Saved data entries
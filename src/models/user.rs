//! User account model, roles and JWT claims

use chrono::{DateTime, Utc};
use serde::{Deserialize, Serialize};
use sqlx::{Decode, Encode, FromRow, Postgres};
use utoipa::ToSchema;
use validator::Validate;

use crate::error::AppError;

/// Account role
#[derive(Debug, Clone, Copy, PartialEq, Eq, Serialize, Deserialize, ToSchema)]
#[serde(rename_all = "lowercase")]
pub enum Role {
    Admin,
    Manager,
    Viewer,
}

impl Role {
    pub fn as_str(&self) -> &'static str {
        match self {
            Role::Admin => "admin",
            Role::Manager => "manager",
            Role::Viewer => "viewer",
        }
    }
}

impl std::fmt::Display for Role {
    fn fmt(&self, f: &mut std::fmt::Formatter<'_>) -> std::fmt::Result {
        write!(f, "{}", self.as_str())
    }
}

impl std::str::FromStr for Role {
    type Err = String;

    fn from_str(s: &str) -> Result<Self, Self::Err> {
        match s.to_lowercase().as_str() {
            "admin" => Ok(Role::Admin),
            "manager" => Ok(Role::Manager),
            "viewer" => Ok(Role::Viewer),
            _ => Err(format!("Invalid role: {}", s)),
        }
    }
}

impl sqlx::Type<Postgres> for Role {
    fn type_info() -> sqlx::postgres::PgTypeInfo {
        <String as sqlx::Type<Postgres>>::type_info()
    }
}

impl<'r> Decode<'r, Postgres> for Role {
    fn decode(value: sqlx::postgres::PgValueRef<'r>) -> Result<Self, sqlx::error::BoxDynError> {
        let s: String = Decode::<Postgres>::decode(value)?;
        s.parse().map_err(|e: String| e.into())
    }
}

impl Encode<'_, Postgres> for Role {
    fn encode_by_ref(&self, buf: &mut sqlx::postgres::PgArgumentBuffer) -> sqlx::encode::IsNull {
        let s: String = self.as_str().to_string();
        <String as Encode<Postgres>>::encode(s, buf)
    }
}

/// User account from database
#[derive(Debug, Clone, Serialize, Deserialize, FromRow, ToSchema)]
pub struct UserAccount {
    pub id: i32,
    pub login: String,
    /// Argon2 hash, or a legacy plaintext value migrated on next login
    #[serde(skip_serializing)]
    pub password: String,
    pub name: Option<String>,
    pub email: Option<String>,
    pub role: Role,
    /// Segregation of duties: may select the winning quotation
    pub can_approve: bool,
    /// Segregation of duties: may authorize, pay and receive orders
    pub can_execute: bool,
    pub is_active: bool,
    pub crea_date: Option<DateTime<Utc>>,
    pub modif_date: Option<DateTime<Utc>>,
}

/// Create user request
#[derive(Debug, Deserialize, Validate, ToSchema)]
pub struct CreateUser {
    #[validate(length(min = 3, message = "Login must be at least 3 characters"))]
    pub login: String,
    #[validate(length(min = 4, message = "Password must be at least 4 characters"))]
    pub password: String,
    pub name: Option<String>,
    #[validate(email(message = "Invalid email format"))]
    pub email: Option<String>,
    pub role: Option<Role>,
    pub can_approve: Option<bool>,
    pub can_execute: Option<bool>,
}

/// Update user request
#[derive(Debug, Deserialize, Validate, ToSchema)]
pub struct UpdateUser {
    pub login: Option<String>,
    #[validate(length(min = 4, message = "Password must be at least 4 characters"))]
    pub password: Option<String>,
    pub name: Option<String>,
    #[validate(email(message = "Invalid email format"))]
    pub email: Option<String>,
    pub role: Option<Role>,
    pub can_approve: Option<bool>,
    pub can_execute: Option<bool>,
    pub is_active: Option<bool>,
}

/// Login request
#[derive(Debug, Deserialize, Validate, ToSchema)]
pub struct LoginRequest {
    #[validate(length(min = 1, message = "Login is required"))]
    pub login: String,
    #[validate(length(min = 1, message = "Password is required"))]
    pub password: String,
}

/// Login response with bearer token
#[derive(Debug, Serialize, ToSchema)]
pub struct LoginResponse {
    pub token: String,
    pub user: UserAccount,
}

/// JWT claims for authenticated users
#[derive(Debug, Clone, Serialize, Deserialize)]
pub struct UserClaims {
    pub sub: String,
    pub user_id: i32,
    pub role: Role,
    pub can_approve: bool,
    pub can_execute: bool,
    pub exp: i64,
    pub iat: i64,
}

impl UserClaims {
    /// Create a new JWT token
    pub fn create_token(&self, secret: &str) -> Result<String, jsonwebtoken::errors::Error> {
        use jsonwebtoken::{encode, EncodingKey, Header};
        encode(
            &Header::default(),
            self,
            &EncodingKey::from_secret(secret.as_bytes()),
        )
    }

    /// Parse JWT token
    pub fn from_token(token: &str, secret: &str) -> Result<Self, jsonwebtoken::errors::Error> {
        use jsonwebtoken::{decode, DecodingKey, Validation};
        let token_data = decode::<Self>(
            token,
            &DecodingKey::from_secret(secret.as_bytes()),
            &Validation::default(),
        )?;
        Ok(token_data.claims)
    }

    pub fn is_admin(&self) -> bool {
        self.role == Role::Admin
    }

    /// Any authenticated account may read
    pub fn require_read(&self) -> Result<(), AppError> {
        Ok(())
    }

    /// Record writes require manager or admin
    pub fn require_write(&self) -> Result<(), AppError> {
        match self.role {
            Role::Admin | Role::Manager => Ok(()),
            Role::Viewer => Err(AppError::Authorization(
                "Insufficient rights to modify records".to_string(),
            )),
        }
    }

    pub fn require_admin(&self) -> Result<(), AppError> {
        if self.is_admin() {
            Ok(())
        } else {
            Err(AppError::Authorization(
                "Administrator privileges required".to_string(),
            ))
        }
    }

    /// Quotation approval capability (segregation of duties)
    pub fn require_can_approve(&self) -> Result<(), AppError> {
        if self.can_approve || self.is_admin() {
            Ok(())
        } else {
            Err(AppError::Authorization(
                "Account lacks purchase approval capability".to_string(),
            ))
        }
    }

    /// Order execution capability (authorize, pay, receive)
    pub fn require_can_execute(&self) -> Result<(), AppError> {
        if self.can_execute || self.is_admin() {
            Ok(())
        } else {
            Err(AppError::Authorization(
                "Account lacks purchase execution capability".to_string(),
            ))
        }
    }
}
==
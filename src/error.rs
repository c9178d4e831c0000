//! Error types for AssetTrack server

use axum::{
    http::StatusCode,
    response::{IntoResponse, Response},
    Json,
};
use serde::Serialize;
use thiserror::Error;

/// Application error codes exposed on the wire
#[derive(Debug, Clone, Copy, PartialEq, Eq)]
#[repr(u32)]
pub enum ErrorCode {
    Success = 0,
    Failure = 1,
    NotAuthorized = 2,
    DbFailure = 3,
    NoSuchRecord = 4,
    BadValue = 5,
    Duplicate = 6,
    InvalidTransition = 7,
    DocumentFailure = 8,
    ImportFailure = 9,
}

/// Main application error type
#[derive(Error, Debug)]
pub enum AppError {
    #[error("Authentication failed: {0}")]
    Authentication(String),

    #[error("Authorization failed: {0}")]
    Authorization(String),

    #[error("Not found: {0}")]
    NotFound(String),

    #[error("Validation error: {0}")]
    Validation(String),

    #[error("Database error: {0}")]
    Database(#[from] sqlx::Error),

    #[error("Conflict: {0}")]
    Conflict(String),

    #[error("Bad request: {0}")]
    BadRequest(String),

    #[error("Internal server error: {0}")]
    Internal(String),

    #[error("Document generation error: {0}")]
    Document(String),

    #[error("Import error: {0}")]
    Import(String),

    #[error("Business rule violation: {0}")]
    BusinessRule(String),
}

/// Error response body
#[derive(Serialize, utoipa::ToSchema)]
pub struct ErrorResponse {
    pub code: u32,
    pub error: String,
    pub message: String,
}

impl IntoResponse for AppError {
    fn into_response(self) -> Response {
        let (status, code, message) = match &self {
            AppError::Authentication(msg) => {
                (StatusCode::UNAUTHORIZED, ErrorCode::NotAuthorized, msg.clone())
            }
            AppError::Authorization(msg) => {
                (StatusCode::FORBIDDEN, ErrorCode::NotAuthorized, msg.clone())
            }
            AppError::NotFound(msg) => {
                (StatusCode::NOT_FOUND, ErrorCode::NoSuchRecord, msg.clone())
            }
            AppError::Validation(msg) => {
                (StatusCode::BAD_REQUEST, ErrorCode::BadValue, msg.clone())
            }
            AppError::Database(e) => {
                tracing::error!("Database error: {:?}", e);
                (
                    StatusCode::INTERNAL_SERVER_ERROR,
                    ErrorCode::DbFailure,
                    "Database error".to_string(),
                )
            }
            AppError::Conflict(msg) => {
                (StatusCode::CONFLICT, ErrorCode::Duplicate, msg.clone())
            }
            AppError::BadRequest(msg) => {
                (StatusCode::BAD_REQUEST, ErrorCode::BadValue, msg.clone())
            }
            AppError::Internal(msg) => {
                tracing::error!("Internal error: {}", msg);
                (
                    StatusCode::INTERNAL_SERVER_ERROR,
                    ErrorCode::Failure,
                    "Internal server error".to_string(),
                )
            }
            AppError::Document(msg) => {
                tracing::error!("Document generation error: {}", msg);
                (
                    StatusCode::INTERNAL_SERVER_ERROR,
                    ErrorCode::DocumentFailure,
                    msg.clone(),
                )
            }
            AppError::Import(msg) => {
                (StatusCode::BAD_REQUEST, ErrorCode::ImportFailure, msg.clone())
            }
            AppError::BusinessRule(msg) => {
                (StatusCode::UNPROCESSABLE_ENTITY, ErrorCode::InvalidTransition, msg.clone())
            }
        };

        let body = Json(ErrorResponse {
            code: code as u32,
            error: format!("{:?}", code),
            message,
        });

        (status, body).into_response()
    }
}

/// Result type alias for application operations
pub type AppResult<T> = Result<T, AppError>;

### Work instructions
If a line of the data contains "NotAuthorized", copy it out.

### Your response
    NotAuthorized = 2,
                (StatusCode::UNAUTHORIZED, ErrorCode::NotAuthorized, msg.clone())
                (StatusCode::FORBIDDEN, ErrorCode::NotAuthorized, msg.clone())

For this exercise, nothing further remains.